Je sais qu'il faut faire vite afin d'avoir le plus de temps possible pour répondre à vos questions, aussi je m'en tiendrai à dire combien nous avons profité de la masse des témoignages reçus, dont les témoignages d'experts, les présentations préparées par les jurisconsultes qui ont comparu devant nous lors des deux journées d'audiences que nous avons tenues il y a un an, ainsi que de nombreux mémoires écrits. Les intervenants ont été nombreux, surtout de la magistrature et du gouvernement, évidemment, mais nous en avons aussi entendu beaucoup d'autres, dont le juge en chef de la Cour fédérale.

La qualité des présentations et des témoignages était telle que nous avons convenu à l'unanimité qu'il n'était pas nécessaire d'engager des experts indépendants. Nous en avions suffisamment devant nous, qui avaient répondu amplement à nos questions durant les audiences, mais aussi après lorsqu'ils ont encore étoffé leurs arguments. C'est pourquoi nous tenons à les remercier publiquement d'avoir autant facilité notre travail.

Peter Griffin, commissaire, Commission quadriennale, Commission d'examen de la rémunération des juges : Je prends le relais, monsieur le président, honorables sénateurs. Merci de nous recevoir. La liste des recommandations que nous faisons au gouvernement se trouve au chapitre 8 de notre rapport, dont les principales concernant les salaires des juges.

La première est que les salaires des juges continuent d'être ajustés suivant l'indice de l'ensemble des activités économiques, comme le veut actuellement la Loi sur les juges. La deuxième est de fixer à l'avenir le niveau de rémunération des juges puînés en fonction de cet indice également, afin de respecter l'écart de traitement actuel entre les juges puînés, les juges en chef et les juges en chef adjoints; de ne pas appliquer d'écart de traitement entre les juges des cours d'appel et les juges puînés des cours de première instance; enfin, nouveau point dont la commission devait s'occuper, de fixer les salaires des protonotaires de la Cour fédérale à 80 p. 100 de celui des juges de la Cour fédérale.

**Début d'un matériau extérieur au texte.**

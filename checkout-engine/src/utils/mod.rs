//! Utility modules

pub mod logger;

pub use logger::init_logger;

À partir de là, nous avons fait d'autres recommandations et redressé quelques anomalies de longue date dans certaines des dispositions les plus détaillées de la loi. Telle est donc la série de recommandations que nous avons faites au gouvernement et auxquelles il a réagi dans le délai prescrit par la loi.

Le président : Vous nous avez déjà aidés à bien prononcer, en anglais, le mot « prothonotaries », qui a fait un peu jaser dans le comité.

Le sénateur Baker : Je le prononce d'ailleurs « proto-notaire » en détachant le préfixe, parce qu'il s'agit bien d'un notaire, mais nous nous en tiendrons à la description de Me Griffin.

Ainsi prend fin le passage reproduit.